• **What to produce**
Please copy out every line in the entries that includes the word "None".

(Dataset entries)
╭──

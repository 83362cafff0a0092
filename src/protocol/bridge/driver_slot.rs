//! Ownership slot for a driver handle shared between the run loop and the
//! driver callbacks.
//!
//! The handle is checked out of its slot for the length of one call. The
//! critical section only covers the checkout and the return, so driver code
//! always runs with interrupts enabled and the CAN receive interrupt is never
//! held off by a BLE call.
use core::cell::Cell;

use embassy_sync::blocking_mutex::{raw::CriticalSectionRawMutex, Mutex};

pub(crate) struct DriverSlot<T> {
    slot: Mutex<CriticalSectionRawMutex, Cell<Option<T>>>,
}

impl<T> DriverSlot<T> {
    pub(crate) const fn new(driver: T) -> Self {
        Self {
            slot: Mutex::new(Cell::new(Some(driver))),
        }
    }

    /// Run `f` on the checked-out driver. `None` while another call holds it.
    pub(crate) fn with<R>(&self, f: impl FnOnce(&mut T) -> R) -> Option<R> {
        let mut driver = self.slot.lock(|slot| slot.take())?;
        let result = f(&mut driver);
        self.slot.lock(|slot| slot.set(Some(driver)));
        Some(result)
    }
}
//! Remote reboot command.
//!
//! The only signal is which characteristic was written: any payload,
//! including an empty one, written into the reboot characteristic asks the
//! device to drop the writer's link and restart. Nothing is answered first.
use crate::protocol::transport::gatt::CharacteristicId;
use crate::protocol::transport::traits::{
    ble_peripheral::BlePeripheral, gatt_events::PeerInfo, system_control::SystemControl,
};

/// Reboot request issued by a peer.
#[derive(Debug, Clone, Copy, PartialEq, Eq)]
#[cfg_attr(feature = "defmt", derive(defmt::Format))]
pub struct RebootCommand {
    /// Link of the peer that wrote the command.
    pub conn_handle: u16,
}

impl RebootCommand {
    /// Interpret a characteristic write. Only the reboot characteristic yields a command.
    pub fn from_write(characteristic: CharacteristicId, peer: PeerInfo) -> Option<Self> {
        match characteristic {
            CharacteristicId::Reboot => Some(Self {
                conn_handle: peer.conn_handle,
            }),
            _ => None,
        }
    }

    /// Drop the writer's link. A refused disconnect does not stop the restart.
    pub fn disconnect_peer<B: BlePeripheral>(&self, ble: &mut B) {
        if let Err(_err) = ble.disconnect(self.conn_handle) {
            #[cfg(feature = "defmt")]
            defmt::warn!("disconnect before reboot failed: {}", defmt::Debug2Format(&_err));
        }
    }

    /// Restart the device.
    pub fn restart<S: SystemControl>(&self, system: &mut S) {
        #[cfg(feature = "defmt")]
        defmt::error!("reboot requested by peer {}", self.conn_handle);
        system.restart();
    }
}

╰──

• **Exercise answer**
    /// Run `f` on the checked-out driver. `None` while another call holds it.
            _ => None,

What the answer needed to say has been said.